## TASK INSTRUCTIONS
The line containing "pub type DomainConstructor" marks the end: quote every line from the start of the records below through it, word for word.

## RECORDED INFORMATION
//! Registry for knowledge domains.
//!
//! Domains register a constructor under a name; callers resolve them
//! with [`get_domain`]. The built-in `default` and `legal` domains are
//! registered when the registry is first touched. The registry is
//! populated at startup and treated as read-only thereafter.

use super::{DEFAULT_DOMAIN, ExtractionMode, KnowledgeDomain, LEGAL_DOMAIN};
use crate::{Error, Result};
use std::collections::HashMap;
use std::sync::{LazyLock, PoisonError, RwLock};

/// Constructor signature for a registered domain.
pub type DomainConstructor = fn(ExtractionMode) -> Result<KnowledgeDomain>;

static REGISTRY: LazyLock<RwLock<HashMap<String, DomainConstructor>>> = LazyLock::new(|| {
    let mut map: HashMap<String, DomainConstructor> = HashMap::new();
    map.insert("default".to_string(), builtin_default);
    map.insert("legal".to_string(), builtin_legal);
    RwLock::new(map)
});

fn builtin_default(mode: ExtractionMode) -> Result<KnowledgeDomain> {
    Ok(KnowledgeDomain::from_embedded(&DEFAULT_DOMAIN, mode))
}

fn builtin_legal(mode: ExtractionMode) -> Result<KnowledgeDomain> {
    Ok(KnowledgeDomain::from_embedded(&LEGAL_DOMAIN, mode))
}

/// Registers a domain constructor under a name.
///
/// Re-registering a name replaces the previous constructor.
pub fn register_domain(name: impl Into<String>, constructor: DomainConstructor) {
    REGISTRY
        .write()
        .unwrap_or_else(PoisonError::into_inner)
        .insert(name.into(), constructor);
}

/// Instantiates a registered domain by name.
///
/// # Errors
///
/// Returns [`Error::UnknownDomain`] (with the registered names) if the
/// name is not registered; constructor failures propagate.
pub fn get_domain(name: &str, mode: ExtractionMode) -> Result<KnowledgeDomain> {
    let registry = REGISTRY.read().unwrap_or_else(PoisonError::into_inner);
    let constructor = registry.get(name).ok_or_else(|| Error::UnknownDomain {
        name: name.to_string(),
        available: {
            let mut names: Vec<_> = registry.keys().cloned().collect();
            names.sort();
            names.join(", ")
        },
    })?;
    constructor(mode)
}

/// Lists all registered domain names, sorted.
#[must_use]
pub fn list_domains() -> Vec<String> {
    let mut names: Vec<_> = REGISTRY
        .read()
        .unwrap_or_else(PoisonError::into_inner)
        .keys()
        .cloned()
        .collect();
    names.sort();
    names
}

## WRITTEN SOLUTION
//! Registry for knowledge domains.
//!
//! Domains register a constructor under a name; callers resolve them
//! with [`get_domain`]. The built-in `default` and `legal` domains are
//! registered when the registry is first touched. The registry is
//! populated at startup and treated as read-only thereafter.

use super::{DEFAULT_DOMAIN, ExtractionMode, KnowledgeDomain, LEGAL_DOMAIN};
use crate::{Error, Result};
use std::collections::HashMap;
use std::sync::{LazyLock, PoisonError, RwLock};

/// Constructor signature for a registered domain.
pub type DomainConstructor = fn(ExtractionMode) -> Result<KnowledgeDomain>;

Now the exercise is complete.